Eu não posso te dizer, porque eu não tenho elementos hoje que me dê conclusão de nada ainda. Eu te diria, do ponto de vista de conclusão, essa que eu te falei. Que, realmente, a instituição Forças Armadas impediu que o golpe ocorresse no Brasil. Porque, de fato, eles foram estados e provocados para isso. Todos os outros caminhos, como a gente tem tempo para isso, você tem uma linha que vai obedecendo cronologicamente. Se eu tivesse três meses, eu teria feito uma estratégia diferente para a gente chegar à conclusão de forma mais rápida.

A senhora acredita que será preciso estender o prazo?

Eu acredito que não. Essa é uma CPI com um tempo bem significativo. Todas as outras CPIs têm 120 dias. Essa foi para 180 dias. Então, eu acho que a gente pode concluir em novembro.

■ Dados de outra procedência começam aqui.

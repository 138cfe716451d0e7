//! The canonical-hydration seam between the sweep decoder and the
//! canonical-ID resolver's alias cache. Kept in `serviceradar-common`
//! so the decode crate can depend on the trait alone without depending on
//! the registry crate that implements it.

use std::collections::HashMap;

/// The subset of a datastore-resident [`crate::model::UnifiedDevice`] the
/// sweep decoder needs to hydrate a provisional record with an existing
/// strong identity.
#[derive(Debug, Clone)]
pub struct HydratedAlias {
    pub device_id: String,
    pub mac: Option<String>,
    pub metadata: HashMap<String, String>,
}

/// Looks up canonical identity for an IP, fronted by a TTL cache.
/// A negative miss (no datastore hit) is never cached.
#[allow(async_fn_in_trait)]
pub trait CanonicalHydrator: Send + Sync {
    /// Hydrate a single IP.
    async fn hydrate(&self, ip: &str) -> Option<HydratedAlias>;

    /// Hydrate a batch of IPs in one round trip where possible.
    async fn hydrate_batch(&self, ips: &[String]) -> HashMap<String, HydratedAlias> {
        let mut out = HashMap::new();
        for ip in ips {
            if let Some(alias) = self.hydrate(ip).await {
                out.insert(ip.clone(), alias);
            }
        }
        out
    }
}

/// A [`CanonicalHydrator`] that never hydrates anything — the default for
/// callers that don't have a registry wired up (e.g. narrow unit tests).
#[derive(Debug, Default, Clone, Copy)]
pub struct NoopHydrator;

impl CanonicalHydrator for NoopHydrator {
    async fn hydrate(&self, _ip: &str) -> Option<HydratedAlias> {
        None
    }
}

A senhora acredita que uma eventual recondução de Augusto Aras como procurador-geral da República, como defendem setores do governo Lula, pode fazer com que o relatório da senhora termine engavetado?

Olha, em relação à recondução do Aras, é um processo, na verdade, que está em curso. Eu, na verdade, não tenho hoje um posicionamento sobre isso, vai muito de uma decisão presidencial. Ele vem de um governo anterior que a gente acompanhou. Por exemplo, o resultado da CPMI, da pandemia, nós tivemos alguns problemas, que ela acabou, na verdade, não avançando na justiça por causa do próprio PGR. O Ministério Público acabou, na verdade, não dando a atenção necessária para o relatório da CPI da Pandemia, isso é um fato. Então, de fato, isso traz algumas dificuldades.

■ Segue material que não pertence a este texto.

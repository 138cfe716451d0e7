//! Duck-typed JSON walking.
//!
//! A few payload shapes are only loosely specified — gRPC service payloads
//! in particular can nest a resolvable host IP under any of several
//! plausible keys. Rather than hard-coding one shape, try a short list of
//! known path expressions first, then fall back to a recursive search for
//! the first string value under a case-insensitive key containing `"ip"`.

use serde_json::Value;

/// Known, preferred locations for a host IP, tried in order.
const KNOWN_IP_PATHS: &[&[&str]] = &[
    &["host_ip"],
    &["status", "host_ip"],
    &["ip"],
    &["host"],
    &["target"],
];

/// Find a plausible host IP address inside an arbitrary JSON value.
pub fn find_host_ip(value: &Value) -> Option<String> {
    for path in KNOWN_IP_PATHS {
        if let Some(found) = walk_path(value, path) {
            if looks_like_ipv4(&found) {
                return Some(found);
            }
        }
    }
    find_ip_like_key(value)
}

fn walk_path(value: &Value, path: &[&str]) -> Option<String> {
    let mut current = value;
    for segment in path {
        current = current.get(segment)?;
    }
    current.as_str().map(str::to_string)
}

/// Recursive fallback: any object key containing `"ip"` (case-insensitive)
/// whose value is a string that parses as IPv4.
fn find_ip_like_key(value: &Value) -> Option<String> {
    match value {
        Value::Object(map) => {
            for (key, val) in map {
                if key.to_lowercase().contains("ip") {
                    if let Some(s) = val.as_str() {
                        if looks_like_ipv4(s) {
                            return Some(s.to_string());
                        }
                    }
                }
            }
            for val in map.values() {
                if let Some(found) = find_ip_like_key(val) {
                    return Some(found);
                }
            }
            None
        }
        Value::Array(items) => items.iter().find_map(find_ip_like_key),
        _ => None,
    }
}

fn looks_like_ipv4(s: &str) -> bool {
    s.parse::<std::net::Ipv4Addr>().is_ok()
}

/// Known, preferred locations for a hostname, tried in order.
const KNOWN_HOSTNAME_PATHS: &[&[&str]] = &[
    &["hostname"],
    &["host_name"],
    &["status", "host_name"],
    &["status", "hostname"],
    &["host_id"],
];

/// Find a plausible hostname inside an arbitrary JSON value (same
/// duck-typed approach as [`find_host_ip`], minus the IP-shape check).
pub fn find_hostname(value: &Value) -> Option<String> {
    for path in KNOWN_HOSTNAME_PATHS {
        if let Some(found) = walk_path(value, path) {
            if !found.is_empty() {
                return Some(found);
            }
        }
    }
    None
}

/// Render an arbitrary JSON scalar as the wire string representation used
/// for `TimeseriesMetric.value` and metadata fields: strings pass through,
/// everything else gets its natural JSON rendering.
pub fn fmt_value(value: &Value) -> String {
    match value {
        Value::String(s) => s.clone(),
        Value::Null => String::new(),
        other => other.to_string(),
    }
}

O que a senhora pretende fazer para que o relatório tenha encaminhamentos práticos e não tenha uma inação do MPF?

Qual é o grande problema? Nós temos uma função, a nossa função acaba do ponto de vista das atividades com o relatório. Então, você finaliza suas ações com relatório e encaminha os relatórios para vários órgãos e até instituições, dentre eles a Procuradoria Geral da República. A partir daí, o trabalho, do ponto de vista da responsabilidade individual, não é mais da CPI. É uma ação que deve acontecer no âmbito da magistratura brasileira e dos demais órgãos, que aí passa também pela PGR. O que é, na verdade, o nosso papel? O nosso papel é de fiscalizar e de cobrar a partir de então, que é também uma das funções do próprio Congresso Nacional. Então, cabe a gente, de fato, fiscalizar, exigir, cobrar, para que realmente os encaminhamentos possam ser dados. A gente precisa sempre deixar isso de forma muito clara e transparente. O papel da CPMI é fazer o relatório e encaminhar. E esse é o relatório que nós vamos construir. Aliás, nós já estamos, na verdade, construindo e construindo com a devida responsabilidade. Fazendo, na verdade, os indiciamentos justos, não é?